Assess the Court’s evolving definition of “reasonable” searches with respect to public school students.
Documents you will examine:
- The Fourth Amendment, 1791
- “Nancy Reagan Addressing Conference on Drugs,” 1982
- New Jersey v. T.L.O., 1985
- Majority Opinion, Skinner v. Railway Labor Executives Association, 1989
- Dissenting Opinion, Skinner v. Railway Labor Executives Association, 1989
- Vernonia School District v. Acton, 1995
- Oral Argument, Pottawatomie School Board’s Case, 2002
- Oral Argument, Lindsay Earls’s Case, 2002
- Majority Opinion (5-4), Board of Education of Pottawatomie v. Earls, 2002
- Concurring Opinion, Board of Education of Pottawatomie v. Earls, 2002
- Dissenting Opinion, Board of Education of Pottawatomie v. Earls, 2002
- “One Nation, Under Surveillance,” 2002
- Office of National Drug Control Policy, “Drug Testing in Schools,” 2002
Read the Case Background and Key Question. Then analyze Documents A-M. Finally, answer the Key Question in a well-organized essay that incorporates your interpretations of Documents A-M, as well as your own knowledge of history.

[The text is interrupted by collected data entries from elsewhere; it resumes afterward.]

#[cfg(test)]
mod tests {
    use super::*;
    use crate::archival::{Repository, Term, TermType};
    use crate::config::ExportOptions;

    fn exporter() -> MarcExporter {
        MarcExporter::new(HandlerSet::default()).unwrap()
    }

    #[test]
    fn test_builtin_tables_are_valid() {
        let table = BindingTable::archival_object().unwrap();
        let handlers: Vec<_> = table.bindings().iter().map(|b| b.handler).collect();
        assert_eq!(
            handlers,
            vec![
                Handler::Repository,
                Handler::Title,
                Handler::Agents,
                Handler::Subjects,
                Handler::Extents,
                Handler::Languages,
            ]
        );
        assert_eq!(BindingTable::resource().unwrap().bindings().len(), 3);
    }

    #[test]
    fn test_mismatched_attributes_rejected() {
        let bindings = [Binding::new(&[Attribute::Notes], Handler::Subjects)];
        let err = BindingTable::new("broken", &bindings).unwrap_err();
        assert!(matches!(err, ExportError::InvalidBinding(_)));
        assert!(err.to_string().contains("subjects"));
    }

    #[test]
    fn test_attribute_order_matters() {
        let bindings = [Binding::new(
            &[Attribute::Id1, Attribute::Id0, Attribute::Id2, Attribute::Id3],
            Handler::Identifiers,
        )];
        assert!(BindingTable::new("swapped", &bindings).is_err());
    }

    #[test]
    fn test_duplicate_handler_rejected() {
        let bindings = [
            Binding::declared(Handler::Notes),
            Binding::declared(Handler::Notes),
        ];
        let err = BindingTable::new("twice", &bindings).unwrap_err();
        assert!(err.to_string().contains("more than once"));
    }

    #[test]
    fn test_archival_object_has_no_resource_fields() {
        let object = ArchivalObject {
            jsonmodel_type: Some("archival_object".to_string()),
            title: Some("Folder 1".to_string()),
            id_0: Some("MS".to_string()),
            notes: vec![crate::archival::Note::text("abstract", true, "Letters")],
            ..ArchivalObject::default()
        };
        let record = exporter().export(&object).unwrap();
        assert_eq!(record.tags(), vec!["245"]);
        assert!(record.control_fields.is_empty());
    }

    #[test]
    fn test_resource_field_order() {
        let object = ArchivalObject {
            jsonmodel_type: Some("resource".to_string()),
            repository: Some(Ref::resolved(Repository {
                country: Some("US".to_string()),
                ..Repository::default()
            })),
            title: Some("Smith Papers".to_string()),
            level: Some("item".to_string()),
            subjects: vec![Ref::resolved(Subject {
                source: "lcsh".to_string(),
                terms: vec![Term::new("Horses", TermType::Topical)],
            })],
            id_0: Some("MS".to_string()),
            id_1: Some("12".to_string()),
            ..ArchivalObject::default()
        };

        let record = exporter().export(&object).unwrap();
        assert_eq!(record.tags(), vec!["040", "049", "044", "245", "650", "099"]);
        assert_eq!(record.leader.bibliographic_level, 'm');
        assert_eq!(record.get_control_field("008").map(str::len), Some(40));
    }

    #[test]
    fn test_custom_tables_set_output_order() {
        let archival_object = BindingTable::new(
            "subjects_first",
            &[
                Binding::declared(Handler::Subjects),
                Binding::declared(Handler::Title),
            ],
        )
        .unwrap();
        let resource = BindingTable::new(
            "notes_first",
            &[
                Binding::declared(Handler::Notes),
                Binding::declared(Handler::Identifiers),
            ],
        )
        .unwrap();
        let exporter = exporter().with_tables(archival_object, resource);

        let object = ArchivalObject {
            jsonmodel_type: Some("resource".to_string()),
            repository: Some(Ref::resolved(Repository {
                country: Some("US".to_string()),
                ..Repository::default()
            })),
            title: Some("Smith Papers".to_string()),
            subjects: vec![Ref::resolved(Subject {
                source: "lcsh".to_string(),
                terms: vec![Term::new("Horses", TermType::Topical)],
            })],
            id_0: Some("MS".to_string()),
            notes: vec![crate::archival::Note::text("abstract", true, "Letters")],
            ..ArchivalObject::default()
        };

        let record = exporter.export(&object).unwrap();
        assert_eq!(record.tags(), vec!["650", "245", "520", "099"]);
    }

    #[test]
    fn test_batch_matches_sequential() {
        let exporter = MarcExporter::new(HandlerSet::new(ExportOptions::new().with_arks(true)))
            .unwrap();
        let objects: Vec<_> = (0..20)
            .map(|i| ArchivalObject {
                jsonmodel_type: Some("resource".to_string()),
                title: Some(format!("Collection {i}")),
                id_0: Some(i.to_string()),
                ..ArchivalObject::default()
            })
            .collect();

        let batch = exporter.export_resources(&objects);
        for (object, result) in objects.iter().zip(batch) {
            assert_eq!(result.unwrap(), exporter.export_resource(object).unwrap());
        }
    }
}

While the Court has long held that students “do not shed their constitutional rights … at the schoolhouse gate,” it has also emphasized that students in public school have less of an expectation of privacy than adults. Therefore, what would be considered an unreasonable search if performed by a police officer on an adult, may or may not be considered unreasonable if performed by a public school official on a student.
In New Jersey v. T.L.O. (1985), the Court held that because of the special needs of the school environment, public school officials were not subject to the Fourth Amendment’s warrant requirement. They were, however, bound by the amendment’s requirement that searches be “reasonable.”
In Skinner v. Railway Labor Executives Association (1989), the Court held that drug tests were “searches” subject to Fourth Amendment considerations. The Court was asked to consider the constitutionality of random drug-testing of student athletes in Vernonia School District v. Acton (1995). Citing the diminished expectation of privacy of student athletes, along with the danger of serious injuries when competitors were on drugs, the Court upheld the policy as reasonable.
When the Board of Education of Pottawatomie instituted a policy requiring random drug tests of all students involved in any extra-curricular activity, Lindsay Earls and two other students challenged the policy as unconstitutional.